The justices decided the Constitution did not, as Roe v Wade had established, give women the liberty and autonomy to be free from excessive government restriction. Instead, states themselves had the right to decide on abortion policies.

"Trigger law" changes in the South and Midwest are immediate across many states. Abortion care has ceased immediately in eight. More are about to follow. Both reproductive and privacy rights are being destroyed.

"Pro-life" advocates have mobilised to cement their victory across numerous fronts. Others are fighting back to prevent further advances and entrench remaining rights in key states. Messy battles will be fought across the more-than-ever divided United States in the coming months and years.

As usual, the poor, the young, the vulnerable and the less educated will suffer. How will they manage to find access and travel to another state? There are even proposals for prohibiting posted abortion pills, and plans that anyone who helps someone else procure an abortion in any way could be sued.

For many — often evangelical, fundamentalist Christians — former president Donald Trump has delivered. However odious his ethics, he appointed three conservative justices.

If you believe that every foetus before it is viable is human life that must not be "killed", other matters are secondary. How ironic that Mr Trump, in a previous incarnation, was pro-abortion.

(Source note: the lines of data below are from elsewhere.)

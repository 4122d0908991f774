//! Mail codec: MIME header decoding, body/attachment extraction, and
//! outbound multipart message construction.

use std::time::{SystemTime, UNIX_EPOCH};

use lettre::message::header::{
    ContentDisposition, ContentTransferEncoding, ContentType, Header, HeaderName, HeaderValue,
};
use lettre::message::{Body, Mailbox, MultiPart, SinglePart};
use lettre::Message;
use mailparse::{DispositionType, MailHeader, ParsedMail};
use rand::Rng;
use serde::{Deserialize, Serialize};

use crate::config::Account;
use crate::errors::{AppError, AppResult};

/// Marker prepended to every outbound Subject so mutual forwarding between
/// managed mailboxes is detected and broken. The byte sequence (Greek
/// capital Rho, Latin `C`, Greek capital Beta, colon, space — UTF-8 bytes
/// `CE A1 43 CE 92 3A 20`) is normative: it must not change, or already
/// deployed peers stop recognizing each other's forwards.
pub const FORWARD_MARKER: &str = "\u{03A1}C\u{0392}: ";

const X_MAILER: &str = "mail-forward-gateway/0.1";
const PRODUCT_NAME: &str = "mail-forward-gateway";

/// A single decoded attachment. Carried base64-encoded when persisted in a
/// retry item so a rebuild is self-contained.
#[derive(Debug, Clone, Serialize, Deserialize)]
pub struct Attachment {
    pub filename: Option<String>,
    pub content_type: String,
    #[serde(with = "base64_bytes")]
    pub bytes: Vec<u8>,
}

/// A fetched message after MIME decoding, independent of where it came from.
#[derive(Debug, Clone, Serialize, Deserialize)]
pub struct ParsedMessage {
    pub from: String,
    pub subject: String,
    pub date: String,
    pub body_text: String,
    pub body_html: String,
    pub attachments: Vec<Attachment>,
}

impl ParsedMessage {
    /// True if the incoming Subject already carries `FORWARD_MARKER` — this
    /// message is itself a forward from a managed mailbox and must be
    /// discarded before any rule is evaluated.
    pub fn is_forward_loop(&self) -> bool {
        self.subject.contains(FORWARD_MARKER)
    }
}

/// Parse a raw RFC-822 message into headers, body, and attachments.
///
/// Never fails on header decode errors (falls back to lossy UTF-8); a body
/// part that fails to decode is logged and simply left out.
pub fn parse_message(raw: &[u8]) -> AppResult<ParsedMessage> {
    let parsed = mailparse::parse_mail(raw)
        .map_err(|e| AppError::internal(format!("failed to parse message: {e}")))?;

    let from = decoded_header(&parsed, "From");
    let subject = decoded_header(&parsed, "Subject");
    let date = decoded_header(&parsed, "Date");

    let mut body_text = None;
    let mut body_html = None;
    let mut attachments = Vec::new();
    walk_parts(&parsed, &mut body_text, &mut body_html, &mut attachments);

    Ok(ParsedMessage {
        from,
        subject,
        date,
        body_text: body_text.unwrap_or_default(),
        body_html: body_html.unwrap_or_default(),
        attachments,
    })
}

fn decoded_header(parsed: &ParsedMail<'_>, name: &str) -> String {
    parsed
        .headers
        .iter()
        .find(|h| h.get_key_ref().eq_ignore_ascii_case(name))
        .map(decode_header_value)
        .unwrap_or_default()
}

/// Decode one header value: RFC 2047 encoded-words with their declared
/// charset, falling back to lossy UTF-8 if decoding fails. Never panics.
fn decode_header_value(header: &MailHeader<'_>) -> String {
    header.get_value()
}

fn walk_parts(
    part: &ParsedMail<'_>,
    body_text: &mut Option<String>,
    body_html: &mut Option<String>,
    attachments: &mut Vec<Attachment>,
) {
    if !part.subparts.is_empty() {
        for sub in &part.subparts {
            walk_parts(sub, body_text, body_html, attachments);
        }
        return;
    }

    let ctype = part.ctype.mimetype.to_ascii_lowercase();
    let disposition = part.get_content_disposition();
    let filename = disposition
        .params
        .get("filename")
        .cloned()
        .or_else(|| part.ctype.params.get("name").cloned());
    let is_attachment =
        disposition.disposition == DispositionType::Attachment || filename.is_some();

    if is_attachment {
        match part.get_body_raw() {
            Ok(bytes) => attachments.push(Attachment {
                filename,
                content_type: ctype,
                bytes,
            }),
            Err(e) => tracing::warn!(error = %e, "failed to decode attachment body"),
        }
        return;
    }

    if ctype == "text/plain" && body_text.is_none() {
        match part.get_body() {
            Ok(text) => *body_text = Some(text),
            Err(e) => tracing::warn!(error = %e, "failed to decode text/plain body"),
        }
    } else if ctype == "text/html" && body_html.is_none() {
        match part.get_body() {
            Ok(html) => *body_html = Some(html),
            Err(e) => tracing::warn!(error = %e, "failed to decode text/html body"),
        }
    }
}

/// Build the dashed banner prepended to the outbound body. Its shape (two
/// leading blank lines, a named banner, From/Subject/Date, a closing dashed
/// line) is observable to recipients and must be preserved across releases.
fn forward_banner_text(from: &str, subject: &str, date: &str) -> String {
    format!(
        "\n\n--- Message forwarded automatically by {PRODUCT_NAME} ---\n\
         From: {from}\n\
         Original subject: {subject}\n\
         Date: {date}\n\
         ---------------------------------------------------\n\n"
    )
}

fn generate_message_id(domain: &str) -> String {
    let mut rng = rand::thread_rng();
    let random_part: String = (0..20)
        .map(|_| char::from_digit(rng.gen_range(0u32..36u32), 36).expect("0..36 is a valid base-36 digit"))
        .collect();
    let timestamp = SystemTime::now()
        .duration_since(UNIX_EPOCH)
        .unwrap_or_default()
        .as_secs();
    format!("<{random_part}.{timestamp}@{domain}>")
}

fn raw_header(name: &str, value: String) -> RawHeader {
    RawHeader(
        HeaderName::new_from_ascii(name.to_owned()).expect("header name is a static ASCII literal"),
        value,
    )
}

/// A header whose value we want to emit verbatim without lettre validating
/// or re-parsing it. Only ever constructed for display, never parsed back.
#[derive(Clone)]
struct RawHeader(HeaderName, String);

impl Header for RawHeader {
    fn name() -> HeaderName {
        unimplemented!("display-only header, never parsed")
    }

    fn parse(_: &str) -> Result<Self, Box<dyn std::error::Error + Send + Sync>> {
        unimplemented!("display-only header, never parsed")
    }

    fn display(&self) -> HeaderValue {
        HeaderValue::new(self.0.clone(), self.1.clone())
    }
}

/// Build a fresh outbound message addressed to a single recipient. Headers
/// (Message-ID, Date, To) are regenerated on every call so each recipient,
/// even on retry, gets its own set.
pub fn build_outbound(
    account: &Account,
    message: &ParsedMessage,
    recipient: &str,
    include_attachments: bool,
) -> AppResult<Message> {
    let from_mailbox: Mailbox = account
        .smtp_user
        .parse()
        .map_err(|e| AppError::SmtpPermanent(format!("invalid From address: {e}")))?;
    let to_mailbox: Mailbox = recipient
        .parse()
        .map_err(|e| AppError::SmtpPermanent(format!("invalid recipient address {recipient}: {e}")))?;

    let domain = account.smtp_user.rsplit('@').next().unwrap_or("localhost");
    let message_id = generate_message_id(domain);
    let subject = format!("{FORWARD_MARKER}{}", message.subject);

    let header_text = forward_banner_text(&message.from, &message.subject, &message.date);
    let body_text_clean = message.body_text.replace("\r\n", "\n").replace('\r', "\n");

    let mut alternative = MultiPart::alternative();
    let mut has_body = false;

    if !body_text_clean.is_empty() {
        alternative = alternative.singlepart(SinglePart::plain(format!("{header_text}{body_text_clean}")));
        has_body = true;
    }

    if !message.body_html.is_empty() {
        let header_html = header_text.replace('\n', "<br>");
        let html_body = if message.body_html.trim_start().starts_with('<') {
            format!("{header_html}{}", message.body_html)
        } else {
            format!("<html><body>{header_html}{}</body></html>", message.body_html)
        };
        alternative = alternative.singlepart(SinglePart::html(html_body));
        has_body = true;
    }

    if !has_body {
        alternative = alternative.singlepart(SinglePart::plain(header_text.clone()));
    }

    let mut mixed = MultiPart::mixed().multipart(alternative);

    if include_attachments {
        for attachment in &message.attachments {
            let content_type = ContentType::parse(&attachment.content_type)
                .unwrap_or_else(|_| ContentType::parse("application/octet-stream").expect("static mimetype"));
            let filename = attachment.filename.clone().unwrap_or_else(|| "attachment".to_owned());
            let body = Body::new_with_encoding(attachment.bytes.clone(), ContentTransferEncoding::Base64)
                .map_err(|e| AppError::SmtpPermanent(format!("failed to encode attachment: {e}")))?;
            mixed = mixed.singlepart(
                SinglePart::builder()
                    .header(content_type)
                    .header(ContentDisposition::attachment(&filename))
                    .body(body),
            );
        }
    }

    Message::builder()
        .from(from_mailbox)
        .to(to_mailbox)
        .subject(subject)
        .date(SystemTime::now())
        .message_id(Some(message_id))
        .header(raw_header("X-Mailer", X_MAILER.to_owned()))
        .header(raw_header("X-Forwarded-From", message.from.clone()))
        .header(raw_header("X-Original-Date", message.date.clone()))
        .multipart(mixed)
        .map_err(|e| AppError::SmtpPermanent(format!("failed to build outbound message: {e}")))
}

mod base64_bytes {
    use base64::engine::general_purpose::STANDARD;
    use base64::Engine as _;
    use serde::{Deserialize, Deserializer, Serialize, Serializer};

    pub fn serialize<S: Serializer>(bytes: &[u8], serializer: S) -> Result<S::Ok, S::Error> {
        STANDARD.encode(bytes).serialize(serializer)
    }

    pub fn deserialize<'de, D: Deserializer<'de>>(deserializer: D) -> Result<Vec<u8>, D::Error> {
        let encoded = String::deserialize(deserializer)?;
        STANDARD.decode(encoded.as_bytes()).map_err(serde::de::Error::custom)
    }
}

#[cfg(test)]
mod tests {
    use super::*;

    #[test]
    fn parses_simple_plain_text_message() {
        let raw = b"From: sender@example.com\r\nSubject: Hi\r\nDate: Wed, 1 Jan 2025 00:00:00 +0000\r\n\r\nHello there";
        let parsed = parse_message(raw).unwrap();
        assert_eq!(parsed.from, "sender@example.com");
        assert_eq!(parsed.subject, "Hi");
        assert_eq!(parsed.body_text, "Hello there");
        assert!(parsed.attachments.is_empty());
        assert!(!parsed.is_forward_loop());
    }

    #[test]
    fn detects_forward_loop_marker_in_subject() {
        let raw = "From: a@b.com\r\nSubject: \u{3a1}C\u{392}: hello\r\nDate: x\r\n\r\nbody"
            .as_bytes()
            .to_vec();
        let parsed = parse_message(&raw).unwrap();
        assert!(parsed.is_forward_loop());
    }

    #[test]
    fn decodes_rfc2047_encoded_subject() {
        let raw = b"From: a@b.com\r\nSubject: =?UTF-8?B?SG9sYSBtdW5kbw==?=\r\nDate: x\r\n\r\nbody";
        let parsed = parse_message(raw).unwrap();
        assert_eq!(parsed.subject, "Hola mundo");
    }

    #[test]
    fn extracts_attachment_from_multipart_mixed() {
        let raw = b"From: a@b.com\r\nSubject: s\r\nDate: d\r\nContent-Type: multipart/mixed; boundary=XYZ\r\n\r\n--XYZ\r\nContent-Type: text/plain\r\n\r\nbody text\r\n--XYZ\r\nContent-Type: application/pdf\r\nContent-Disposition: attachment; filename=\"report.pdf\"\r\nContent-Transfer-Encoding: base64\r\n\r\nJVBERi0xLjQK\r\n--XYZ--\r\n";
        let parsed = parse_message(raw).unwrap();
        assert_eq!(parsed.body_text, "body text");
        assert_eq!(parsed.attachments.len(), 1);
        assert_eq!(parsed.attachments[0].filename.as_deref(), Some("report.pdf"));
        assert_eq!(parsed.attachments[0].content_type, "application/pdf");
    }

    #[test]
    fn build_outbound_sets_required_headers() {
        let account = Account {
            name: "test".to_owned(),
            active: true,
            imap_host: "imap.example.com".to_owned(),
            imap_user: "user@example.com".to_owned(),
            imap_password: "pw".to_owned().into(),
            smtp_host: "smtp.example.com".to_owned(),
            smtp_port: 587,
            smtp_user: "relay@example.com".to_owned(),
            smtp_password: "pw".to_owned().into(),
            rules: vec![],
        };
        let message = ParsedMessage {
            from: "sender@origin.com".to_owned(),
            subject: "Invoice".to_owned(),
            date: "Wed, 1 Jan 2025 00:00:00 +0000".to_owned(),
            body_text: "hello".to_owned(),
            body_html: String::new(),
            attachments: vec![],
        };

        let built = build_outbound(&account, &message, "dest@z.com", false).unwrap();
        let formatted = String::from_utf8_lossy(&built.formatted()).to_string();
        assert!(formatted.contains("To: dest@z.com"));
        assert!(formatted.contains(&format!("Subject: {FORWARD_MARKER}Invoice")));
        assert!(formatted.contains("Message-ID:"));
        assert!(formatted.contains("X-Forwarded-From: sender@origin.com"));
        assert!(formatted.contains("X-Original-Date: Wed, 1 Jan 2025 00:00:00 +0000"));
    }
}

New Zealand, after the battles from the 1970s, developed a type of Clayton’s abortion rights. The approval of two medical practitioners was required to go ahead. In 2020, by a conscience vote of 68 to 51, Parliament decided a woman who is not more than 20 weeks pregnant may seek an abortion from a single health practitioner.

Abortion became a health issue and not a potential criminal matter.

There has been alarm in some quarters in the past few days that New Zealand could go backwards. After all, that last conscience vote was not overwhelming, and the leader of the National Party, Christopher Luxon, has personal anti-abortion views.

Some view with suspicion his assurances abortion laws and funding support are settled and would not be relitigated or revisited under a National government.

But such are the stakes and the anxiety that there is concern some future Parliament with a different balance might take a different view. An anti-abortion Private Member’s Bill might be written and drawn in the ballot. It would be all on again.

Mr Luxon, however, is proving to be ever the pragmatist, so much so that a Facebook post from morally conservative MP Simon O’Connor, apparently enthusing about the US Supreme Court decision, was promptly taken down.

New Zealanders mostly supported the decriminalisation of abortion, 69.9% in a March 2019 Newshub poll. This is an issue with backing not just from so-called "progressives".

If anything, the majority in favour of what is now the status quo is likely to have increased. Even those who might feel a little uneasy about abortion are unlikely to join forces with any crusaders. Of course, vigilance should be maintained, just in case.

As Prime Minister Jacinda Ardern said: "When there are so many issues to tackle, so many challenges that face women and girls, we need progress, not to fight the same fights and move backwards."

She made the critical point that people are absolutely entitled to hold deep convictions. But those personal beliefs should never rob another from making their own decisions.

Interestingly, she will be aware there are social conservatives on this matter all around the country, including several in her caucus.